# To do
For the records below, output each line exactly as it appears, from the first through the line with "impl FromStr for".

# Material shown
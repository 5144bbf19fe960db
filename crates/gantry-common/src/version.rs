use std::fmt;
use std::str::FromStr;

use serde::{Deserialize, Serialize};

/// APISIX release lines whose resource schemas the control plane knows.
#[derive(Debug, Clone, Copy, PartialEq, Eq, PartialOrd, Ord, Hash, Serialize, Deserialize)]
pub enum ApisixVersion {
    #[serde(rename = "3.2.X")]
    V3_2,
    #[serde(rename = "3.3.X")]
    V3_3,
    #[serde(rename = "3.11.X")]
    V3_11,
    #[serde(rename = "3.13.X")]
    V3_13,
}

impl ApisixVersion {
    pub const LATEST: ApisixVersion = ApisixVersion::V3_13;

    pub fn as_str(self) -> &'static str {
        match self {
            ApisixVersion::V3_2 => "3.2.X",
            ApisixVersion::V3_3 => "3.3.X",
            ApisixVersion::V3_11 => "3.11.X",
            ApisixVersion::V3_13 => "3.13.X",
        }
    }

    /// Resolves a gateway's version string, falling back to the newest line.
    pub fn parse_lenient(raw: &str) -> ApisixVersion {
        raw.parse().unwrap_or(ApisixVersion::LATEST)
    }
}

impl fmt::Display for ApisixVersion {
    fn fmt(&self, f: &mut fmt::Formatter<'_>) -> fmt::Result {
        f.write_str(self.as_str())
    }
}

impl FromStr for ApisixVersion {
    type Err = String;

    /// Accepts `3.11.X`, `3.11.2` or `3.11`.
    fn from_str(s: &str) -> Result<Self, Self::Err> {
        let mut parts = s.trim().trim_start_matches('v').split('.');
        let major = parts.next().unwrap_or_default();
        let minor = parts.next().unwrap_or_default();
        match (major, minor) {
            ("3", "2") => Ok(ApisixVersion::V3_2),
            ("3", "3") => Ok(ApisixVersion::V3_3),
            ("3", "11") => Ok(ApisixVersion::V3_11),
            ("3", "13") => Ok(ApisixVersion::V3_13),
            _ => Err(format!("unsupported apisix version '{}'", s)),
        }
    }
}

#[cfg(test)]
mod tests {
    use super::*;

    #[test]
    fn test_parse_version() {
        assert_eq!("3.2.X".parse::<ApisixVersion>(), Ok(ApisixVersion::V3_2));
        assert_eq!("3.11.4".parse::<ApisixVersion>(), Ok(ApisixVersion::V3_11));
        assert_eq!("v3.13".parse::<ApisixVersion>(), Ok(ApisixVersion::V3_13));
        assert!("2.15.0".parse::<ApisixVersion>().is_err());
        assert_eq!(ApisixVersion::parse_lenient("unknown"), ApisixVersion::LATEST);
    }

    #[test]
    fn test_version_order() {
        assert!(ApisixVersion::V3_2 < ApisixVersion::V3_3);
        assert!(ApisixVersion::V3_11 < ApisixVersion::V3_13);
    }
}
//! Bulk import
//!
//! Loads a batch of configs into the draft tables in one transaction.
//! Unknown IDs become new drafts and known ones are edited in place, so the
//! whole batch still has to be published.

use std::collections::{BTreeMap, HashMap};

use chrono::Utc;
use gantry_common::{GantryError, OperationType, ResourceKind, ResourceStatus, Result};
use gantry_persistence::{DraftChangeSet, DraftFilter, DraftRow, ResourcePersistence};
use serde::Serialize;
use serde_json::Value;
use tracing::info;

use crate::audit::AuditEntryBuilder;
use crate::document::ResourceDocument;
use crate::draft::{keeps_config_id, prepare_document};
use crate::publish::PUT_ORDER;
use crate::registry::capability;
use crate::service::GatewayScope;
use crate::status::StatusMachine;

/// One config to import.
#[derive(Debug, Clone)]
pub struct ImportResource {
    pub kind: ResourceKind,
    pub config: Value,
}

/// IDs written by an import, per kind.
#[derive(Debug, Clone, Default, PartialEq, Eq, Serialize)]
pub struct ImportReport {
    pub added: BTreeMap<ResourceKind, Vec<String>>,
    pub updated: BTreeMap<ResourceKind, Vec<String>>,
}

struct Parsed {
    kind: ResourceKind,
    id: String,
    doc: ResourceDocument,
}

#[derive(Default)]
struct KindBatch {
    inserts: Vec<DraftRow>,
    before: Vec<DraftRow>,
    updates: Vec<DraftRow>,
}

pub struct Importer<'a> {
    scope: &'a GatewayScope,
}

impl<'a> Importer<'a> {
    pub(crate) fn new(scope: &'a GatewayScope) -> Self {
        Self { scope }
    }

    pub async fn import_resources(&self, resources: Vec<ImportResource>) -> Result<ImportReport> {
        let ctx = &self.scope.ctx;
        ctx.gateway.ensure_writable()?;
        if resources.is_empty() {
            return Ok(ImportReport::default());
        }
        let gateway_id = ctx.gateway_id();

        let mut parsed: Vec<Parsed> = Vec::with_capacity(resources.len());
        for ImportResource { kind, config } in resources {
            let mut doc = prepare_document(kind, config)?;
            let id = doc
                .id
                .take()
                .filter(|id| !id.is_empty())
                .unwrap_or_else(|| kind.generate_id());
            if keeps_config_id(kind) {
                doc.id = Some(id.clone());
            }
            if parsed.iter().any(|p| p.kind == kind && p.id == id) {
                return Err(GantryError::Validation(format!(
                    "{} id '{}' appears more than once in the import",
                    kind, id
                )));
            }
            parsed.push(Parsed { kind, id, doc });
        }

        let mut drafts: HashMap<ResourceKind, Vec<DraftRow>> = HashMap::new();
        for kind in ResourceKind::ALL {
            let rows = self
                .scope
                .persistence
                .resource_find(gateway_id, kind, &DraftFilter::all())
                .await?;
            drafts.insert(kind, rows);
        }
        let existing = |kind: ResourceKind, id: &str| {
            drafts
                .get(&kind)
                .and_then(|rows| rows.iter().find(|row| row.id == id))
        };

        for item in &parsed {
            for (target, target_id) in capability(item.kind).associated_ids(&item.doc) {
                let in_batch = parsed
                    .iter()
                    .any(|p| p.kind == target && p.id == target_id);
                let managed = existing(target, &target_id)
                    .is_some_and(|row| row.status != ResourceStatus::DeleteDraft);
                if !in_batch && !managed {
                    return Err(GantryError::Dependency {
                        kind: target,
                        ids: vec![target_id],
                        reason: format!(
                            "referenced by {} {} but neither imported nor managed",
                            item.kind, item.id
                        ),
                    });
                }
            }
        }

        let now = Utc::now().naive_utc();
        let mut batches: BTreeMap<ResourceKind, KindBatch> = BTreeMap::new();
        for (index, item) in parsed.iter().enumerate() {
            let cap = capability(item.kind);
            let name = cap.name_of(&item.doc);
            if let Some(name) = name {
                let taken_in_batch = parsed[..index]
                    .iter()
                    .any(|p| p.kind == item.kind && cap.name_of(&p.doc) == Some(name));
                let taken_by_draft = drafts.get(&item.kind).and_then(|rows| {
                    rows.iter()
                        .find(|row| row.name == name && row.id != item.id)
                });
                if taken_in_batch || taken_by_draft.is_some() {
                    return Err(GantryError::Validation(format!(
                        "{} name '{}' of {} is already used by another resource",
                        item.kind, name, item.id
                    )));
                }
            }

            let batch = batches.entry(item.kind).or_default();
            match existing(item.kind, &item.id) {
                Some(current) => {
                    let status =
                        StatusMachine::for_row(current).next_status(OperationType::Update)?;
                    if item.kind == ResourceKind::PluginMetadata
                        && current.status != ResourceStatus::CreateDraft
                        && name != Some(current.name.as_str())
                    {
                        return Err(GantryError::Validation(format!(
                            "plugin metadata '{}' cannot be renamed once published",
                            current.name
                        )));
                    }
                    let mut row = current.clone();
                    cap.refresh_row(&mut row, &item.doc)?;
                    row.status = status;
                    row.operation_type = Some(OperationType::Update);
                    row.updater = ctx.operator.clone();
                    row.updated_at = now;
                    batch.before.push(current.clone());
                    batch.updates.push(row);
                }
                None => {
                    let status =
                        StatusMachine::absent(&item.id).next_status(OperationType::Create)?;
                    let mut row = cap.to_draft_row(
                        gateway_id,
                        &item.id,
                        &item.doc,
                        status,
                        &ctx.operator,
                        now,
                    )?;
                    row.operation_type = Some(OperationType::Create);
                    batch.inserts.push(row);
                }
            }
        }

        let mut report = ImportReport::default();
        let mut changes = Vec::with_capacity(batches.len());
        for kind in PUT_ORDER {
            let Some(batch) = batches.remove(&kind) else {
                continue;
            };
            let mut set = DraftChangeSet::default();
            if !batch.inserts.is_empty() {
                set.audit_logs.push(
                    AuditEntryBuilder::new(ctx, kind, OperationType::Create)
                        .after_rows(&batch.inserts)
                        .build()?,
                );
                report
                    .added
                    .insert(kind, batch.inserts.iter().map(|row| row.id.clone()).collect());
            }
            if !batch.updates.is_empty() {
                set.audit_logs.push(
                    AuditEntryBuilder::new(ctx, kind, OperationType::Update)
                        .before_rows(&batch.before)
                        .after_rows(&batch.updates)
                        .build()?,
                );
                report
                    .updated
                    .insert(kind, batch.updates.iter().map(|row| row.id.clone()).collect());
            }
            set.inserts = batch.inserts;
            set.updates = batch.updates;
            changes.push((kind, set));
        }
        self.scope
            .persistence
            .resource_apply_all(gateway_id, changes)
            .await?;

        info!(
            gateway = %ctx.gateway.name,
            operator = %ctx.operator,
            added = report.added.values().map(Vec::len).sum::<usize>(),
            updated = report.updated.values().map(Vec::len).sum::<usize>(),
            "Imported resources"
        );
        Ok(report)
    }
}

# Answer box
repository 5144bbf19fe960db
filename crates/gantry-common/src/version.rs
use std::fmt;
use std::str::FromStr;

use serde::{Deserialize, Serialize};

/// APISIX release lines whose resource schemas the control plane knows.
#[derive(Debug, Clone, Copy, PartialEq, Eq, PartialOrd, Ord, Hash, Serialize, Deserialize)]
pub enum ApisixVersion {
    #[serde(rename = "3.2.X")]
    V3_2,
    #[serde(rename = "3.3.X")]
    V3_3,
    #[serde(rename = "3.11.X")]
    V3_11,
    #[serde(rename = "3.13.X")]
    V3_13,
}

impl ApisixVersion {
    pub const LATEST: ApisixVersion = ApisixVersion::V3_13;

    pub fn as_str(self) -> &'static str {
        match self {
            ApisixVersion::V3_2 => "3.2.X",
            ApisixVersion::V3_3 => "3.3.X",
            ApisixVersion::V3_11 => "3.11.X",
            ApisixVersion::V3_13 => "3.13.X",
        }
    }

    /// Resolves a gateway's version string, falling back to the newest line.
    pub fn parse_lenient(raw: &str) -> ApisixVersion {
        raw.parse().unwrap_or(ApisixVersion::LATEST)
    }
}

impl fmt::Display for ApisixVersion {
    fn fmt(&self, f: &mut fmt::Formatter<'_>) -> fmt::Result {
        f.write_str(self.as_str())
    }
}

impl FromStr for ApisixVersion {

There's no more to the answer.